The stories aren't great, but the art is quite good. Peter and MJ's marriage dynamic is entertaining at times. Heroes include Captain America, Punisher, Wolverine, Thor, Beast, Hulk, Fantastic Four. Villains include Magneto, Venom, Electro, Doc Ock, Hobgoblin, Shocker, Mysterio, Vulture, Sandman, Scorpio, Doctor Doom, Kingpin. It's a thick book—over 850 pages.
Issues I liked • Sunday in the Park with Venom • Venom's Back • Stalking Feat • Powerless Part 2: The Jonah Trade • Powerless Part 3: The War Garden • The Boneyard Hop • Revenge of the Sinister Six Part Two
A somewhat disjointed collection of Spider-Man stories, spanning some better early-90's material all the way to some rather poor late-90s to early-00s stuff.
Each story in this collection is either written by David Michelinie or Erik Larsen, and (with the exception of only one issue) is penciled by Larsen. That means that the writing quality ranges from good to mediocre (the latter of which is mostly in the Larsen-written issues), and the art ranges from good-for-the-90s to absolutely abysmal. The bulk of the book, being Amazing Spider-Man issues 324 through 350 and Marvel Comics Presents 49 and 50, is genuinely solid. Michelinie's writing is consistently fun and well-paced, and Larsen's pencils were much more decent here.
The omnibus falls apart a little bit, however, as soon as you get to the issues where Larsen handles writing duties on top of pencils. The first of these, Spider-Man issue 15, sets the stage for some really unsatisfying and ultimately pointless stories that feel circular and insulated to a fault--none of them seem particularly important or engaging. We get a lot of Peter's whinging about marital problems that ring hollow and petty (from both the side of Peter and MJ) and none of it ever really seems to get resolved. We get a lot of 90s-tastic flashy crossovers and absurdly-ripped musclemen beating the crap out of each other, and all of it feels so--frankly--dumb. It is rather clear to me that Larsen has very specific strengths to his work, and they involve but two things: unrealistic women, and big musclemen punching each other.
Unfortunately, the Larsen-centric stuff brings down what was already an only decent collection of stories. While I did purchase the book almost entirely because it is one of the few places I have seen Spider Man numbers 15, 18-23 and Amazing numbers 460-462 (numbered here as 19-21), they are easily some of the weakest issues ever done for the character.
I would recommend this omnibus to completists only. There are other, much less expensive alternatives to get the stuff here that's really worth reading.

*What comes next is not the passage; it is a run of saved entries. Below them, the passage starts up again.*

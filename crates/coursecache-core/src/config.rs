//! Application configuration management.
//!
//! Holds the known site accounts, the current one, and sync preferences.
//!
//! Configuration is stored at `~/.config/coursecache/config.json`; per-site
//! data (session, response cache, offline queue) lives under the cache dir.

use std::path::PathBuf;
use std::time::Duration;

use anyhow::Result;
use serde::{Deserialize, Serialize};

use crate::storage::{load_json, save_json};

/// Application name used for config/cache directory paths
const APP_NAME: &str = "coursecache";

/// Config file name
const CONFIG_FILE: &str = "config.json";

/// Per-site data directory under the cache dir
const SITES_DIR: &str = "sites";

/// Default scheduled sync interval (minutes).
const DEFAULT_SYNC_INTERVAL_MINUTES: u64 = 10;

/// A site account known to the app.
#[derive(Debug, Clone, Serialize, Deserialize, PartialEq)]
pub struct SiteEntry {
    pub site_id: String,
    pub site_url: String,
    pub username: String,
}

#[derive(Debug, Clone, Serialize, Deserialize)]
#[serde(default)]
pub struct Config {
    pub sites: Vec<SiteEntry>,
    pub current_site: Option<String>,
    pub last_username: Option<String>,
    pub sync_interval_minutes: u64,
    /// Treat the device as offline regardless of connectivity.
    pub offline_mode: bool,
}

impl Default for Config {
    fn default() -> Self {
        Self {
            sites: Vec::new(),
            current_site: None,
            last_username: None,
            sync_interval_minutes: DEFAULT_SYNC_INTERVAL_MINUTES,
            offline_mode: false,
        }
    }
}

impl Config {
    pub fn load() -> Result<Self> {
        Ok(load_json(&Self::config_path()?)?.unwrap_or_default())
    }

    pub fn save(&self) -> Result<()> {
        save_json(&Self::config_path()?, self)
    }

    fn config_path() -> Result<PathBuf> {
        let config_dir = dirs::config_dir()
            .ok_or_else(|| anyhow::anyhow!("Could not find config directory"))?;
        Ok(config_dir.join(APP_NAME).join(CONFIG_FILE))
    }

    pub fn cache_dir() -> Result<PathBuf> {
        let cache_dir = dirs::cache_dir()
            .ok_or_else(|| anyhow::anyhow!("Could not find cache directory"))?;
        Ok(cache_dir.join(APP_NAME))
    }

    /// Root of the per-site directories (session, response cache, offline queue).
    pub fn sites_dir() -> Result<PathBuf> {
        Ok(Self::cache_dir()?.join(SITES_DIR))
    }

    /// Interval between scheduled syncs. Never shorter than a minute.
    pub fn sync_interval(&self) -> Duration {
        Duration::from_secs(self.sync_interval_minutes.max(1) * 60)
    }

    /// Record a site account and make it current.
    pub fn remember_site(&mut self, entry: SiteEntry) {
        self.last_username = Some(entry.username.clone());
        self.current_site = Some(entry.site_id.clone());
        self.sites.retain(|s| s.site_id != entry.site_id);
        self.sites.push(entry);
    }

    pub fn forget_site(&mut self, site_id: &str) {
        self.sites.retain(|s| s.site_id != site_id);
        if self.current_site.as_deref() == Some(site_id) {
            self.current_site = None;
        }
    }

    pub fn current(&self) -> Option<&SiteEntry> {
        let id = self.current_site.as_deref()?;
        self.sites.iter().find(|s| s.site_id == id)
    }
}
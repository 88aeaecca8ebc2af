//! Collapsing of concurrent identical calls.

use std::collections::HashMap;
use std::future::Future;
use std::sync::atomic::{AtomicU64, Ordering};
use std::sync::{Arc, Mutex};

use futures::future::{BoxFuture, FutureExt, Shared};
use serde_json::Value;
use tracing::debug;

use super::WsError;

type SharedCall = Shared<BoxFuture<'static, Result<Value, WsError>>>;

/// Calls currently on the wire, keyed by `request::call_key`.
///
/// The call itself runs in a spawned task, so a caller that stops waiting does
/// not abort the request; its result is simply discarded. The task clears its
/// own entry when the call completes, whether or not anyone is still waiting.
#[derive(Default)]
pub struct InFlightCalls {
    calls: Arc<Mutex<HashMap<String, (u64, SharedCall)>>>,
    next_generation: AtomicU64,
}

impl InFlightCalls {
    pub fn new() -> Self {
        Self::default()
    }

    /// Number of distinct calls in flight.
    pub fn len(&self) -> usize {
        self.calls.lock().map(|calls| calls.len()).unwrap_or(0)
    }

    pub fn is_empty(&self) -> bool {
        self.len() == 0
    }

    /// Join the in-flight call for `key`, or start one with `start`.
    pub async fn run<F, Fut>(&self, key: String, start: F) -> Result<Value, WsError>
    where
        F: FnOnce() -> Fut,
        Fut: Future<Output = Result<Value, WsError>> + Send + 'static,
    {
        let shared = {
            let mut calls = self
                .calls
                .lock()
                .map_err(|_| WsError::Network("In-flight call registry poisoned".to_string()))?;

            if let Some((_, existing)) = calls.get(&key) {
                debug!(key = %key, "Joining in-flight call");
                existing.clone()
            } else {
                let generation = self.next_generation.fetch_add(1, Ordering::Relaxed);
                let registry = Arc::clone(&self.calls);
                let task_key = key.clone();
                let call = start();
                // The registry lock is held until the entry is inserted, so the
                // task cannot clear it before it exists.
                let handle = tokio::spawn(async move {
                    let result = call.await;
                    forget(&registry, &task_key, generation);
                    result
                });
                let shared = async move {
                    handle
                        .await
                        .unwrap_or_else(|e| Err(WsError::Network(format!("Call task failed: {}", e))))
                }
                .boxed()
                .shared();
                calls.insert(key, (generation, shared.clone()));
                shared
            }
        };

        shared.await
    }
}

/// Remove the entry for `key` if it still belongs to call `generation`.
fn forget(registry: &Mutex<HashMap<String, (u64, SharedCall)>>, key: &str, generation: u64) {
    if let Ok(mut calls) = registry.lock() {
        if calls.get(key).is_some_and(|(g, _)| *g == generation) {
            calls.remove(key);
        }
    }
}
use std::time::Duration;

use serde_json::Value;
use thiserror::Error;

/// Cooldown applied when the server signals overload without a usable `Retry-After`.
pub const DEFAULT_RETRY_AFTER_SECS: u64 = 5;

/// Error codes the server uses when the token is no longer accepted.
const TOKEN_ERROR_CODES: &[&str] = &["invalidtoken", "accessexception"];

/// Errors produced by the web service layer.
///
/// Variants are `Clone` so one result can be handed to every caller sharing a
/// deduplicated in-flight call.
#[derive(Error, Debug, Clone, PartialEq)]
pub enum WsError {
    #[error("Network error: {0}")]
    Network(String),

    #[error("Request timed out")]
    Timeout,

    #[error("Server overloaded - retry after {}s", retry_after.as_secs())]
    ServerOverload { retry_after: Duration },

    #[error("Invalid response: {0}")]
    InvalidResponse(String),

    #[error("{message} ({errorcode})")]
    Service { errorcode: String, message: String },

    #[error("Unauthorized - token may be invalid: {0}")]
    Unauthorized(String),

    #[error("Storage error: {0}")]
    Storage(String),
}

/// Maximum length for error response bodies in error messages
const MAX_ERROR_BODY_LENGTH: usize = 500;

impl WsError {
    /// Truncate a response body to avoid logging excessive data
    fn truncate_body(body: &str) -> String {
        if body.len() <= MAX_ERROR_BODY_LENGTH {
            body.to_string()
        } else {
            let cut: String = body.chars().take(MAX_ERROR_BODY_LENGTH).collect();
            format!("{}... (truncated, {} total bytes)", cut, body.len())
        }
    }

    pub fn offline() -> Self {
        WsError::Network("No connection available".to_string())
    }

    /// Translate a non-success HTTP status.
    pub fn from_status(status: reqwest::StatusCode, body: &str, retry_after: Option<Duration>) -> Self {
        let truncated = Self::truncate_body(body);
        match status.as_u16() {
            401 | 403 => WsError::Unauthorized(truncated),
            429 => WsError::ServerOverload {
                retry_after: retry_after
                    .unwrap_or(Duration::from_secs(DEFAULT_RETRY_AFTER_SECS)),
            },
            // The site is unreachable or misbehaving; the write may succeed later.
            408 | 500..=599 => {
                WsError::Network(format!("Cannot connect to site (status {}): {}", status, truncated))
            }
            _ => WsError::InvalidResponse(format!("Status {}: {}", status, truncated)),
        }
    }

    /// Translate a transport failure.
    pub fn from_reqwest(err: reqwest::Error) -> Self {
        if err.is_timeout() {
            WsError::Timeout
        } else {
            WsError::Network(err.to_string())
        }
    }

    /// Detect the error marker the web service embeds in an otherwise successful response.
    pub fn from_payload(data: &Value) -> Option<Self> {
        let obj = data.as_object()?;
        if !obj.contains_key("exception") && !obj.contains_key("errorcode") {
            return None;
        }

        let errorcode = obj
            .get("errorcode")
            .and_then(Value::as_str)
            .unwrap_or("unknown")
            .to_string();
        let message = obj
            .get("message")
            .and_then(Value::as_str)
            .unwrap_or("Unknown error")
            .to_string();

        if TOKEN_ERROR_CODES.contains(&errorcode.as_str()) {
            return Some(WsError::Unauthorized(message));
        }
        Some(WsError::Service { errorcode, message })
    }

    /// Failures that say nothing about the request itself and may succeed when retried.
    pub fn is_transient(&self) -> bool {
        matches!(
            self,
            WsError::Network(_) | WsError::Timeout | WsError::ServerOverload { .. }
        )
    }

    /// The server looked at the request and rejected it.
    pub fn is_rejection(&self) -> bool {
        matches!(
            self,
            WsError::Service { .. } | WsError::InvalidResponse(_) | WsError::Unauthorized(_)
        )
    }

    pub fn errorcode(&self) -> Option<&str> {
        match self {
            WsError::Service { errorcode, .. } => Some(errorcode),
            _ => None,
        }
    }
}

impl From<serde_json::Error> for WsError {
    fn from(err: serde_json::Error) -> Self {
        WsError::InvalidResponse(err.to_string())
    }
}

#[cfg(test)]
mod tests {
    use super::*;
    use reqwest::StatusCode;
    use serde_json::json;

    #[test]
    fn test_from_status_overload_uses_header_or_default() {
        let err = WsError::from_status(StatusCode::TOO_MANY_REQUESTS, "", Some(Duration::from_secs(3)));
        assert_eq!(err, WsError::ServerOverload { retry_after: Duration::from_secs(3) });

        let err = WsError::from_status(StatusCode::TOO_MANY_REQUESTS, "", None);
        assert_eq!(err, WsError::ServerOverload { retry_after: Duration::from_secs(5) });
    }

    #[test]
    fn test_from_status_server_errors_are_transient() {
        assert!(WsError::from_status(StatusCode::BAD_GATEWAY, "down", None).is_transient());
        assert!(WsError::from_status(StatusCode::UNAUTHORIZED, "", None).is_rejection());
        assert!(!WsError::from_status(StatusCode::NOT_FOUND, "", None).is_transient());
    }

    #[test]
    fn test_truncate_body() {
        let long = "x".repeat(600);
        let err = WsError::from_status(StatusCode::NOT_FOUND, &long, None);
        assert!(err.to_string().contains("truncated, 600 total bytes"));
    }

    #[test]
    fn test_from_payload() {
        assert_eq!(WsError::from_payload(&json!({"id": 3})), None);
        assert_eq!(WsError::from_payload(&json!([1, 2])), None);

        let err = WsError::from_payload(&json!({
            "exception": "invalid_parameter_exception",
            "errorcode": "invalidparameter",
            "message": "Invalid parameter value detected"
        }))
        .unwrap();
        assert_eq!(err.errorcode(), Some("invalidparameter"));
        assert!(err.is_rejection());

        let err = WsError::from_payload(&json!({"errorcode": "invalidtoken", "message": "Invalid token"}))
            .unwrap();
        assert!(matches!(err, WsError::Unauthorized(_)));
    }
}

4/5. Brings back memories of my early Spidey reading days. Started with McFarlane with issue #314, and after Todd left Larsen took over. His Spidey evolved to his own after initially looking a lot like McFarlane's, and personally I prefer Larsen's own compared to McFarlane's. In terms of stories, these are pretty good for the most part, although Michelinie is definitely a better writer than Larsen's early stuff as per his run on Spider-Man.